I respected Mrs. Noble as I respected few adults in those days.  And as much as I needed the structure demanded from her, I abandoned the delight in language, even as I embraced its form.  It has only been in the last few years that I have come to love using language again, to enjoy breaking the rules and allow words to lap and play at the edges of my own vision. I learned to be correct and dissect, but I lost the joy. 

I know now that any discipline has structure, has rules, has a framework;  it doesn’t matter what that discipline is.  Learning the rules gives one a starting place for rule-breaking, for free-flowing riffs and blue notes.  An exploration of the rules gives one a chance to develop meta-associations with other threads of discovery, connecting the dots from far-off places.  

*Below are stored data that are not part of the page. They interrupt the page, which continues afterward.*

//! In-memory implementation of SymbolSink

use parking_lot::{ReentrantMutexGuard, RwLock, RwLockReadGuard};
use std::fmt;
use std::ops::Deref;

use super::types::SymbolSink;
use crate::lock::{ExclusionToken, TokenSlot};
use crate::symbol::Symbol;

/// Read-only guard to the collected symbols
///
/// Holds the shared token and provides read-only access to the symbols.
/// Both locks are released when the guard is dropped.
pub struct SymbolsReadGuard<'a> {
    // Field order is drop order: the data lock goes before the token
    symbols: RwLockReadGuard<'a, Vec<Symbol>>,
    _token: ReentrantMutexGuard<'a, ()>,
}

impl Deref for SymbolsReadGuard<'_> {
    type Target = [Symbol];

    fn deref(&self) -> &[Symbol] {
        &self.symbols
    }
}

impl AsRef<[Symbol]> for SymbolsReadGuard<'_> {
    fn as_ref(&self) -> &[Symbol] {
        &self.symbols
    }
}

/// In-memory append-only symbol collection
///
/// # Thread Safety
///
/// Every access first takes the injected token, then a private lock
/// around the vector.
/// - `push()` and `clear()` lock for writing, modify, and release
/// - `symbols()` returns a guard that holds the token and a read lock
///   until dropped
///
/// Reads nest: `len()`, `snapshot()` or another `symbols()` may be called
/// on a thread that already holds a guard. `push()` and `clear()` must not
/// be called while the same thread holds a guard; the write lock would
/// wait for that guard forever.
///
/// # Example
///
/// ```
/// use byteconv::io::{MemSink, SymbolSink};
/// use byteconv::{ExclusionToken, Symbol};
///
/// let sink = MemSink::new();
/// sink.set_symbols_lock(ExclusionToken::new());
/// sink.push(Symbol::Char('a'));
/// sink.push(Symbol::Text("63".to_string()));
///
/// let guard = sink.symbols();
/// assert_eq!(guard.len(), 2);
/// assert_eq!(guard[0], Symbol::Char('a'));
/// ```
pub struct MemSink {
    symbols: RwLock<Vec<Symbol>>,
    token: TokenSlot,
}

impl MemSink {
    #[must_use]
    pub fn new() -> Self {
        Self {
            symbols: RwLock::new(Vec::new()),
            token: TokenSlot::new("MemSink"),
        }
    }

    /// Drop all collected symbols
    ///
    /// # Panics
    /// Panics if the token is not injected yet.
    pub fn clear(&self) {
        let _locker = self.token.get().lock();
        self.symbols.write().clear();
    }

    /// # Panics
    /// Panics if the token is not injected yet.
    #[must_use]
    pub fn len(&self) -> usize {
        self.symbols().len()
    }

    /// # Panics
    /// Panics if the token is not injected yet.
    #[must_use]
    pub fn is_empty(&self) -> bool {
        self.symbols().is_empty()
    }

    /// Copy of the collected symbols
    ///
    /// # Panics
    /// Panics if the token is not injected yet.
    #[must_use]
    pub fn snapshot(&self) -> Vec<Symbol> {
        self.symbols().to_vec()
    }
}

impl Default for MemSink {
    fn default() -> Self {
        Self::new()
    }
}

impl SymbolSink for MemSink {
    type Symbols<'a> = SymbolsReadGuard<'a>;

    fn push(&self, symbol: Symbol) {
        let _locker = self.token.get().lock();
        self.symbols.write().push(symbol);
    }

    fn symbols(&self) -> SymbolsReadGuard<'_> {
        let token = self.token.get().lock();
        SymbolsReadGuard {
            symbols: self.symbols.read_recursive(),
            _token: token,
        }
    }

    fn set_symbols_lock(&self, token: ExclusionToken) {
        self.token.inject(token);
    }
}

impl fmt::Debug for MemSink {
    fn fmt(&self, f: &mut fmt::Formatter<'_>) -> fmt::Result {
        f.debug_struct("MemSink")
            .field("symbols", &self.symbols.read_recursive().len())
            .field("token", &self.token)
            .finish()
    }
}

#[cfg(test)]
mod tests {
    use super::*;

    fn injected() -> MemSink {
        let sink = MemSink::new();
        sink.set_symbols_lock(ExclusionToken::new());
        sink
    }

    #[test]
    fn test_new_sink_is_empty() {
        let sink = injected();
        assert!(sink.is_empty());
        assert_eq!(sink.len(), 0);
    }

    #[test]
    fn test_push_keeps_order() {
        let sink = injected();
        sink.push(Symbol::from("63"));
        sink.push(Symbol::Char('z'));
        sink.push(Symbol::from("25"));

        assert_eq!(
            sink.snapshot(),
            vec![Symbol::from("63"), Symbol::Char('z'), Symbol::from("25")]
        );
    }

    #[test]
    fn test_clear() {
        let sink = injected();
        sink.push(Symbol::Char('a'));
        sink.clear();
        assert!(sink.is_empty());
    }

    #[test]
    fn test_guard_deref_and_as_ref() {
        let sink = injected();
        sink.push(Symbol::Char('e'));

        let guard = sink.symbols();
        assert_eq!(guard.first(), Some(&Symbol::Char('e')));
        let slice: &[Symbol] = guard.as_ref();
        assert_eq!(slice.len(), 1);
    }

    #[test]
    fn test_guard_holds_token() {
        let token = ExclusionToken::new();
        let sink = MemSink::new();
        sink.set_symbols_lock(token.clone());

        let guard = sink.symbols();
        let other = std::thread::spawn(move || token.try_lock().is_some());
        assert!(!other.join().unwrap());
        drop(guard);
    }

    #[test]
    fn test_reads_nest_under_held_guard() {
        let sink = injected();
        sink.push(Symbol::Char('a'));
        sink.push(Symbol::from("41"));

        let (done_tx, done_rx) = std::sync::mpsc::channel();
        let sink = std::sync::Arc::new(sink);
        let reader = {
            let sink = std::sync::Arc::clone(&sink);
            std::thread::spawn(move || {
                let guard = sink.symbols();
                let nested = (sink.len(), sink.is_empty(), sink.snapshot());
                let inner_len = sink.symbols().len();
                drop(guard);
                let _ = done_tx.send((nested, inner_len));
            })
        };

        let (nested, inner_len) = done_rx
            .recv_timeout(std::time::Duration::from_secs(5))
            .expect("nested read under a held guard did not finish");
        reader.join().unwrap();
        assert_eq!(
            nested,
            (2, false, vec![Symbol::Char('a'), Symbol::from("41")])
        );
        assert_eq!(inner_len, 2);
    }

    #[test]
    #[should_panic(expected = "exclusion token is not set")]
    fn test_read_before_injection_panics() {
        let sink = MemSink::new();
        let _ = sink.symbols();
    }
}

Architect Mies van der Rohe said there is “ecstasy within the box” and that is what structure and discipline are: a box.  I have a friend who is a terrific poet.  Poetry is a form that requires enormous discipline.  When times are good, we spend a week on Lake Shasta with our friend.  At night, by the light of a Virgin of Guadalupe candle and a serious consideration of the vintner’s, distiller’s, and brewer’s arts, he reads his poetry.  I lay my rekindled interest in language at his feet.  How beautifully the words flow, echo each other, juxtapose, and clash.

Now grammar has more than steel-grey braids.  Now grammar is discipline which delicately tethers unrestrained freedom.